D’occase te raconte une vie bien spécifique et en même temps la vie de monsieur tout le monde.

Tout ça pour lever une gonzesse… En temps normal, les quêtes du bonheur et les amourettes ont tendance à m’endormir au bout de quatre lignes. Falvo, lui, avec cette romance célinienne teintée de Djian, a su me maintenir éveillé, des questions plein la tête. Entre “l’ennui, le désespoir, le mépris, et l’infinie désillusion” que je repique de la quatrième de Crocodiles, le cynisme, la dérision, l’humour, D’occase a beaucoup de choses à raconter.
En vrac souvent.
Le gars Falvo te raconte une histoire, tu l’écoutes. Tu ne sais pas où il t’emmène, tu n’es pas sûr qu’il le sache lui-même. D’occase sonne juste, c’est tout ce qui importe. Une justesse qui doit beaucoup à la spontanéité du style, très oral et décontracté (cf. ce que j’en disais sur Série B, ça m’évitera de me copier/coller).
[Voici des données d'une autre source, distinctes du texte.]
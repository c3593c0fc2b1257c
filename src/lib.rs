//! Canvas Arcade - a collection of standalone HTML5 canvas arcade games
//!
//! Every game under `games` is self-contained: it owns its canvas context,
//! input bindings, update/render loop, and best-score persistence. A host page
//! picks one game by calling its exported `start_*` function. There is no
//! shared engine and no cross-game state.
//!
//! Core modules:
//! - `games`: the individual games, each split into a pure `sim` and wasm glue
//! - `platform`: browser LocalStorage plumbing
//! - `audio`: procedurally synthesized sound effects (Web Audio)
//! - `settings`: player preferences, persisted separately from any game

#[cfg(target_arch = "wasm32")]
pub mod audio;
pub mod games;
pub mod platform;
pub mod settings;

pub use settings::Settings;

#[cfg(target_arch = "wasm32")]
use wasm_bindgen::prelude::*;

/// One-time crate initialization: panic hook and console logger.
///
/// Runs at wasm module load, before any `start_*` entry point.
#[cfg(target_arch = "wasm32")]
#[wasm_bindgen(start)]
pub fn wasm_init() {
    console_error_panic_hook::set_once();
    console_log::init_with_level(log::Level::Info).expect("Failed to init logger");
    log::info!("Canvas Arcade loaded");
}
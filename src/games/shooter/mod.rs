//! Shooter
//!
//! Fixed gunner against a marching invader grid. Shots up, bombs down,
//! waves speed up as they thin out.

pub mod sim;

#[cfg(target_arch = "wasm32")]
mod web;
Le récit peut donner l’impression d’un foutoir qui part dans tous les sens. Un coup une dédicace, un coup du bricolage entre potes, une autre fois une virée à la montagne. Succession de saynètes avec de l’ellipse à foison entre deux, qui d’ordinaire vaudrait une belle gueulante sur le côté décousu.
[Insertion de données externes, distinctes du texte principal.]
//! Flappy simulation

use rand::Rng;
use rand::SeedableRng;
use rand_pcg::Pcg32;

pub const SIM_DT: f32 = 1.0 / 120.0;
pub const MAX_SUBSTEPS: u32 = 8;

pub const ARENA_W: f32 = 420.0;
pub const ARENA_H: f32 = 640.0;
pub const GROUND_H: f32 = 60.0;

pub const BIRD_X: f32 = 120.0;
pub const BIRD_RADIUS: f32 = 13.0;
pub const GRAVITY: f32 = 1400.0;
pub const FLAP_VY: f32 = -420.0;
/// Terminal fall speed
pub const MAX_FALL: f32 = 620.0;

pub const PIPE_W: f32 = 70.0;
pub const PIPE_GAP: f32 = 150.0;
pub const PIPE_SPACING: f32 = 220.0;
pub const SCROLL_SPEED: f32 = 160.0;
/// Gap centers stay inside this margin from the edges
pub const GAP_MARGIN: f32 = 110.0;

#[derive(Debug, Clone, Copy, PartialEq, Eq)]
pub enum GamePhase {
    /// Hovering, waiting for the first flap
    Ready,
    Playing,
    Dead,
}

#[derive(Debug, Clone, Copy, PartialEq, Eq)]
pub enum GameEvent {
    Flap,
    PipePassed,
    Crash,
}

/// A pipe pair: solid above and below a gap
#[derive(Debug, Clone)]
pub struct Pipe {
    pub x: f32,
    pub gap_y: f32,
    scored: bool,
}

#[derive(Debug, Clone, Default)]
pub struct TickInput {
    pub flap: bool,
}

pub struct FlappySim {
    pub phase: GamePhase,
    pub bird_y: f32,
    pub bird_vy: f32,
    /// Pipes ordered by x
    pub pipes: Vec<Pipe>,
    pub score: u64,
    rng: Pcg32,
    pub events: Vec<GameEvent>,
}

impl FlappySim {
    pub fn new(seed: u64) -> Self {
        let mut sim = Self {
            phase: GamePhase::Ready,
            bird_y: ARENA_H / 2.0,
            bird_vy: 0.0,
            pipes: Vec::new(),
            score: 0,
            rng: Pcg32::seed_from_u64(seed),
            events: Vec::new(),
        };
        // First pipe enters from off-screen right
        sim.spawn_pipe(ARENA_W + PIPE_SPACING);
        sim
    }

    fn spawn_pipe(&mut self, x: f32) {
        let gap_y = self
            .rng
            .random_range(GAP_MARGIN..(ARENA_H - GROUND_H - GAP_MARGIN));
        self.pipes.push(Pipe {
            x,
            gap_y,
            scored: false,
        });
    }

    pub fn tick(&mut self, input: &TickInput, dt: f32) {
        match self.phase {
            GamePhase::Ready => {
                // Gentle hover until the first flap
                self.bird_y = ARENA_H / 2.0;
                if input.flap {
                    self.bird_vy = FLAP_VY;
                    self.phase = GamePhase::Playing;
                    self.events.push(GameEvent::Flap);
                }
            }
            GamePhase::Playing => self.tick_playing(input, dt),
            GamePhase::Dead => {
                // World frozen; glue shows the restart prompt
            }
        }
    }

    fn tick_playing(&mut self, input: &TickInput, dt: f32) {
        if input.flap {
            self.bird_vy = FLAP_VY;
            self.events.push(GameEvent::Flap);
        }

        self.bird_vy = (self.bird_vy + GRAVITY * dt).min(MAX_FALL);
        self.bird_y += self.bird_vy * dt;

        // Ceiling clamps, floor kills
        if self.bird_y - BIRD_RADIUS < 0.0 {
            self.bird_y = BIRD_RADIUS;
            self.bird_vy = 0.0;
        }
        if self.bird_y + BIRD_RADIUS >= ARENA_H - GROUND_H {
            self.die();
            return;
        }

        // Scroll pipes
        for pipe in &mut self.pipes {
            pipe.x -= SCROLL_SPEED * dt;
        }

        // Score pipes whose trailing edge passed the bird
        for pipe in &mut self.pipes {
            if !pipe.scored && pipe.x + PIPE_W < BIRD_X - BIRD_RADIUS {
                pipe.scored = true;
                self.score += 1;
                self.events.push(GameEvent::PipePassed);
            }
        }

        // Cull and respawn, keeping the horizontal interval fixed
        self.pipes.retain(|p| p.x + PIPE_W > -10.0);
        let rightmost = self
            .pipes
            .iter()
            .map(|p| p.x)
            .fold(f32::NEG_INFINITY, f32::max);
        if rightmost < ARENA_W {
            self.spawn_pipe(rightmost.max(ARENA_W - PIPE_SPACING) + PIPE_SPACING);
        }

        // Circle vs pipe AABBs
        let hit = self.pipes.iter().any(|p| self.hits_pipe(p));
        if hit {
            self.die();
        }
    }

    fn hits_pipe(&self, pipe: &Pipe) -> bool {
        let half_gap = PIPE_GAP / 2.0;
        let in_x = BIRD_X + BIRD_RADIUS > pipe.x && BIRD_X - BIRD_RADIUS < pipe.x + PIPE_W;
        if !in_x {
            return false;
        }
        self.bird_y - BIRD_RADIUS < pipe.gap_y - half_gap
            || self.bird_y + BIRD_RADIUS > pipe.gap_y + half_gap
    }

    fn die(&mut self) {
        self.phase = GamePhase::Dead;
        self.events.push(GameEvent::Crash);
    }
}

#[cfg(test)]
mod tests {
    use super::*;

    #[test]
    fn test_first_flap_starts_run() {
        let mut sim = FlappySim::new(1);
        sim.tick(&TickInput::default(), SIM_DT);
        assert_eq!(sim.phase, GamePhase::Ready);
        sim.tick(&TickInput { flap: true }, SIM_DT);
        assert_eq!(sim.phase, GamePhase::Playing);
        assert!(sim.bird_vy < 0.0);
    }

    #[test]
    fn test_gravity_pulls_down() {
        let mut sim = FlappySim::new(2);
        sim.phase = GamePhase::Playing;
        sim.bird_vy = 0.0;
        let y0 = sim.bird_y;
        for _ in 0..30 {
            sim.tick(&TickInput::default(), SIM_DT);
        }
        assert!(sim.bird_y > y0);
        assert!(sim.bird_vy > 0.0);
        assert!(sim.bird_vy <= MAX_FALL);
    }

    #[test]
    fn test_pipe_scores_exactly_once() {
        let mut sim = FlappySim::new(3);
        sim.phase = GamePhase::Playing;
        sim.pipes.clear();
        sim.pipes.push(Pipe {
            x: BIRD_X - BIRD_RADIUS - PIPE_W - 1.0,
            gap_y: sim.bird_y,
            scored: false,
        });
        sim.bird_vy = -100.0; // Keep clear of the floor for a couple ticks
        sim.tick(&TickInput::default(), SIM_DT);
        assert_eq!(sim.score, 1);
        sim.tick(&TickInput::default(), SIM_DT);
        assert_eq!(sim.score, 1);
    }

    #[test]
    fn test_pipe_collision_kills() {
        let mut sim = FlappySim::new(4);
        sim.phase = GamePhase::Playing;
        sim.pipes.clear();
        sim.pipes.push(Pipe {
            x: BIRD_X - PIPE_W / 2.0,
            gap_y: 100.0, // Gap far above the bird
            scored: false,
        });
        sim.bird_y = 400.0;
        sim.bird_vy = 0.0;
        sim.tick(&TickInput::default(), SIM_DT);
        assert_eq!(sim.phase, GamePhase::Dead);
        assert!(sim.events.contains(&GameEvent::Crash));
    }

    #[test]
    fn test_floor_kills_ceiling_clamps() {
        let mut sim = FlappySim::new(5);
        sim.phase = GamePhase::Playing;
        sim.bird_y = ARENA_H - GROUND_H - BIRD_RADIUS - 0.5;
        sim.bird_vy = 200.0;
        sim.tick(&TickInput::default(), SIM_DT);
        assert_eq!(sim.phase, GamePhase::Dead);

        let mut sim = FlappySim::new(6);
        sim.phase = GamePhase::Playing;
        sim.bird_y = BIRD_RADIUS + 0.5;
        sim.bird_vy = -400.0;
        sim.tick(&TickInput::default(), SIM_DT);
        assert_eq!(sim.phase, GamePhase::Playing);
        assert_eq!(sim.bird_y, BIRD_RADIUS);
        assert_eq!(sim.bird_vy, 0.0);
    }

    #[test]
    fn test_pipes_stay_ordered_with_constant_gap() {
        let mut sim = FlappySim::new(7);
        sim.phase = GamePhase::Playing;
        // Fly safely for a while: re-center the bird every tick
        for _ in 0..2000 {
            sim.bird_y = ARENA_H / 2.0;
            sim.bird_vy = 0.0;
            if let Some(p) = sim.pipes.iter_mut().find(|p| {
                p.x < BIRD_X + PIPE_W && p.x + PIPE_W > BIRD_X - PIPE_W
            }) {
                // Keep the gap around the bird so the run continues
                p.gap_y = ARENA_H / 2.0;
            }
            sim.tick(&TickInput::default(), SIM_DT);
            for pair in sim.pipes.windows(2) {
                assert!(pair[0].x < pair[1].x, "pipes out of order");
            }
        }
        assert_eq!(sim.phase, GamePhase::Playing);
        assert!(sim.score > 0);
    }

    #[test]
    fn test_dead_world_is_frozen() {
        let mut sim = FlappySim::new(8);
        sim.phase = GamePhase::Dead;
        let y = sim.bird_y;
        let px = sim.pipes[0].x;
        sim.tick(&TickInput { flap: true }, SIM_DT);
        assert_eq!(sim.bird_y, y);
        assert_eq!(sim.pipes[0].x, px);
        assert_eq!(sim.phase, GamePhase::Dead);
    }
}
Pour l’occase, non, parce qu’il m’a payé cher pour une bonne critique. Déjà, parce que suivre le personnage minute par minute deviendrait vite chiant. On s’en fout de savoir qu’entre telle et telle scène il a vu Machin, lavé ses caleçons, écrit trois pages… On le devine au chapitre suivant sans avoir besoin de le raconter. Ensuite, parce que cette déstructuration reflète le quotidien du personnage. Paumé dans sa vie en particulier et l’existence en général. Qui voit son petit monde bouleversé (sa sœur entre dans l’âge adulte, ses rêves d’auteur face à la réalité, son premier vrai grand amour…). Et qu’avait de toute manière pas une vie structurée à mort. Enfin, parce que Falvo te raconte l’histoire d’un mec. Et sa vie comme la tienne, c’est juste un enchaînement de journées, d’anecdotes, de périodes sans transitions chiadées comme dans une dissertation.

D’occase, un bouquin à ne pas rater et qu’en est une, d’occase. Il vaut le coup qu’on y mette le prix du neuf (vanne que Falvo a dû entendre 2672 fois, mais je n’ai honte de rien).